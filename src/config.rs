//! Engine configuration and persisted user preferences.
//!
//! Values are layered: built-in defaults, then `config.toml` from the XDG config
//! directory (or an explicit path), then `PICGRID_*` environment overrides.

use std::path::{Path, PathBuf};
use std::time::Duration;

use anyhow::{Context, Result};
use directories::ProjectDirs;
use serde::{Deserialize, Serialize};
use tracing::{debug, info, warn};

use crate::layout::ColumnPolicy;

const CONFIG_FILE: &str = "config.toml";
const PREFERENCES_FILE: &str = "preferences.toml";

#[derive(Debug, Clone, PartialEq, Serialize, Deserialize)]
#[serde(default)]
pub struct GalleryConfig {
    pub api_url: String,
    pub page_size: u32,
    /// Distance from the end of content, in pixels, that arms a fetch.
    pub proximity_threshold: f64,
    pub fetch_debounce_ms: u64,
    pub resize_debounce_ms: u64,
    pub compact_breakpoint: f64,
    pub compact_columns: usize,
    pub wide_columns: usize,
    pub overscan_touch: usize,
    pub overscan_desktop: usize,
    pub fallback_item_height: f64,
    pub http_timeout_secs: u64,
}

impl Default for GalleryConfig {
    fn default() -> Self {
        Self {
            api_url: "http://localhost:8080/api/".to_string(),
            page_size: 15,
            proximity_threshold: 300.0,
            fetch_debounce_ms: 200,
            resize_debounce_ms: 150,
            compact_breakpoint: 768.0,
            compact_columns: 1,
            wide_columns: 4,
            overscan_touch: 2,
            overscan_desktop: 5,
            fallback_item_height: 300.0,
            http_timeout_secs: 30,
        }
    }
}

impl GalleryConfig {
    /// Loads the default config file (if present) and applies env overrides.
    pub fn load() -> Result<Self> {
        let path = Self::default_path()?;
        let mut config = if path.exists() {
            Self::from_file(&path)?
        } else {
            debug!(?path, "No config file, using defaults");
            Self::default()
        };
        config.apply_env(|key| std::env::var(key).ok());
        Ok(config)
    }

    /// Loads `path` and applies env overrides. The file must exist.
    pub fn load_from(path: &Path) -> Result<Self> {
        let mut config = Self::from_file(path)?;
        config.apply_env(|key| std::env::var(key).ok());
        Ok(config)
    }

    pub fn from_file(path: &Path) -> Result<Self> {
        let text = std::fs::read_to_string(path)
            .with_context(|| format!("Failed to read config: {:?}", path))?;
        let config: Self =
            toml::from_str(&text).with_context(|| format!("Failed to parse config: {:?}", path))?;
        info!(?path, "Loaded config");
        Ok(config)
    }

    pub fn default_path() -> Result<PathBuf> {
        Ok(config_dir()?.join(CONFIG_FILE))
    }

    /// Applies `PICGRID_*` overrides. Unparseable values are ignored.
    pub fn apply_env<F>(&mut self, lookup: F)
    where
        F: Fn(&str) -> Option<String>,
    {
        if let Some(url) = lookup("PICGRID_API_URL").filter(|v| !v.trim().is_empty()) {
            self.api_url = url.trim().to_string();
        }
        if let Some(raw) = lookup("PICGRID_PAGE_SIZE") {
            match raw.trim().parse::<u32>() {
                Ok(size) if size > 0 => self.page_size = size,
                _ => warn!(value = %raw, "Ignoring invalid PICGRID_PAGE_SIZE"),
            }
        }
        if let Some(raw) = lookup("PICGRID_TIMEOUT_SECS") {
            match raw.trim().parse::<u64>() {
                Ok(secs) if secs > 0 => self.http_timeout_secs = secs,
                _ => warn!(value = %raw, "Ignoring invalid PICGRID_TIMEOUT_SECS"),
            }
        }
    }

    pub fn column_policy(&self) -> ColumnPolicy {
        ColumnPolicy {
            compact_below: self.compact_breakpoint,
            compact_columns: self.compact_columns,
            wide_columns: self.wide_columns,
            overscan_touch: self.overscan_touch,
            overscan_desktop: self.overscan_desktop,
            fallback_height: self.fallback_item_height,
        }
    }

    pub fn fetch_debounce(&self) -> Duration {
        Duration::from_millis(self.fetch_debounce_ms)
    }

    pub fn resize_debounce(&self) -> Duration {
        Duration::from_millis(self.resize_debounce_ms)
    }

    pub fn http_timeout(&self) -> Duration {
        Duration::from_secs(self.http_timeout_secs)
    }
}

/// Choices the user asked to have remembered across sessions.
#[derive(Debug, Clone, Copy, Default, PartialEq, Eq, Serialize, Deserialize)]
#[serde(default)]
pub struct Preferences {
    pub skip_delete_confirmation: bool,
    pub dark_mode: bool,
}

impl Preferences {
    pub fn default_path() -> Result<PathBuf> {
        Ok(config_dir()?.join(PREFERENCES_FILE))
    }

    /// Reads preferences, falling back to defaults when the file is missing.
    pub fn load(path: &Path) -> Result<Self> {
        if !path.exists() {
            return Ok(Self::default());
        }
        let text = std::fs::read_to_string(path)
            .with_context(|| format!("Failed to read preferences: {:?}", path))?;
        toml::from_str(&text).with_context(|| format!("Failed to parse preferences: {:?}", path))
    }

    pub fn save(&self, path: &Path) -> Result<()> {
        if let Some(parent) = path.parent() {
            std::fs::create_dir_all(parent)
                .with_context(|| format!("Failed to create directory: {:?}", parent))?;
        }
        let text = toml::to_string(self).context("Failed to serialize preferences")?;
        std::fs::write(path, text)
            .with_context(|| format!("Failed to write preferences: {:?}", path))?;
        debug!(?path, "Saved preferences");
        Ok(())
    }
}

fn config_dir() -> Result<PathBuf> {
    let proj_dirs =
        ProjectDirs::from("", "", "picgrid").context("Failed to determine project directories")?;
    Ok(proj_dirs.config_dir().to_path_buf())
}

#[cfg(test)]
mod tests {
    use super::*;
    use std::collections::HashMap;
    use tempfile::TempDir;

    #[test]
    fn test_partial_file_keeps_defaults() {
        let dir = TempDir::new().unwrap();
        let path = dir.path().join("config.toml");
        std::fs::write(&path, "api_url = \"http://gallery.lan/api/\"\npage_size = 30\n").unwrap();

        let config = GalleryConfig::from_file(&path).unwrap();
        assert_eq!(config.api_url, "http://gallery.lan/api/");
        assert_eq!(config.page_size, 30);
        assert_eq!(config.fetch_debounce(), Duration::from_millis(200));
        assert_eq!(config.column_policy(), ColumnPolicy::default());
    }

    #[test]
    fn test_malformed_file_is_an_error() {
        let dir = TempDir::new().unwrap();
        let path = dir.path().join("config.toml");
        std::fs::write(&path, "page_size = \"many\"").unwrap();
        assert!(GalleryConfig::from_file(&path).is_err());
    }

    #[test]
    fn test_env_overrides() {
        let env: HashMap<&str, &str> = [
            ("PICGRID_API_URL", "http://other/api/"),
            ("PICGRID_PAGE_SIZE", "0"),
            ("PICGRID_TIMEOUT_SECS", "5"),
        ]
        .into_iter()
        .collect();
        let mut config = GalleryConfig::default();
        config.apply_env(|key| env.get(key).map(|v| v.to_string()));

        assert_eq!(config.api_url, "http://other/api/");
        assert_eq!(config.page_size, 15, "zero page size is rejected");
        assert_eq!(config.http_timeout(), Duration::from_secs(5));
    }

    #[test]
    fn test_preferences_round_trip() {
        let dir = TempDir::new().unwrap();
        let path = dir.path().join("nested").join("preferences.toml");
        assert_eq!(Preferences::load(&path).unwrap(), Preferences::default());

        let prefs = Preferences {
            skip_delete_confirmation: true,
            dark_mode: false,
        };
        prefs.save(&path).unwrap();
        assert_eq!(Preferences::load(&path).unwrap(), prefs);
    }
}
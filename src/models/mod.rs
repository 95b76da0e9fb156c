pub mod media_item;
pub mod page;

pub use media_item::*;
pub use page::*;
//! HTTP 路由模块
//!
//! 路由结构：
//! - `POST /triggers/{collection}/{document_id}` - 文档创建事件（可选 X-Trigger-Secret 认证）
//! - `GET /health` - 存活检查
//! - `GET /metrics` - Prometheus 抓取端点

pub mod health;
pub mod metrics;
pub mod trigger;

use axum::{routing::get, Router};
use crate::http::HttpServerState;

/// 创建所有路由
pub fn create_routes() -> Router<HttpServerState> {
    Router::new()
        .route("/health", get(health::health_handler))
        .route("/metrics", get(metrics::metrics_handler))
        .merge(trigger::create_route())
}
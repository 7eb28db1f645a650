use serde::{Deserialize, Serialize};

use super::truthy;

/// announcements 集合中新建的文档
///
/// 只有 `isImportant` 为真时才会广播；文档 ID 来自触发上下文。
#[derive(Debug, Clone, Default, PartialEq, Serialize, Deserialize)]
pub struct AnnouncementRecord {
    #[serde(default)]
    pub name: Option<String>,
    #[serde(rename = "isImportant", default, deserialize_with = "truthy")]
    pub is_important: bool,
}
####################
### TASK DETAILS
Retype every line of the listing, word for word, from its opening line to the line that holds "let path = Self::default_path()?;", and include that last line too.

### RESPONSE BELOW
filename src/config.rs
//! Engine configuration and persisted user preferences.
//!
//! Values are layered: built-in defaults, then `config.toml` from the XDG config
//! directory (or an explicit path), then `PICGRID_*` environment overrides.

use std::path::{Path, PathBuf};
use std::time::Duration;

use anyhow::{Context, Result};
use directories::ProjectDirs;
use serde::{Deserialize, Serialize};
use tracing::{debug, info, warn};

use crate::layout::ColumnPolicy;

const CONFIG_FILE: &str = "config.toml";
const PREFERENCES_FILE: &str = "preferences.toml";

#[derive(Debug, Clone, PartialEq, Serialize, Deserialize)]
#[serde(default)]
pub struct GalleryConfig {
    pub api_url: String,
    pub page_size: u32,
    /// Distance from the end of content, in pixels, that arms a fetch.
    pub proximity_threshold: f64,
    pub fetch_debounce_ms: u64,
    pub resize_debounce_ms: u64,
    pub compact_breakpoint: f64,
    pub compact_columns: usize,
    pub wide_columns: usize,
    pub overscan_touch: usize,
    pub overscan_desktop: usize,
    pub fallback_item_height: f64,
    pub http_timeout_secs: u64,
}

impl Default for GalleryConfig {
    fn default() -> Self {
        Self {
            api_url: "http://localhost:8080/api/".to_string(),
            page_size: 15,
            proximity_threshold: 300.0,
            fetch_debounce_ms: 200,
            resize_debounce_ms: 150,
            compact_breakpoint: 768.0,
            compact_columns: 1,
            wide_columns: 4,
            overscan_touch: 2,
            overscan_desktop: 5,
            fallback_item_height: 300.0,
            http_timeout_secs: 30,
        }
    }
}

impl GalleryConfig {
    /// Loads the default config file (if present) and applies env overrides.
    pub fn load() -> Result<Self> {
        let path = Self::default_path()?;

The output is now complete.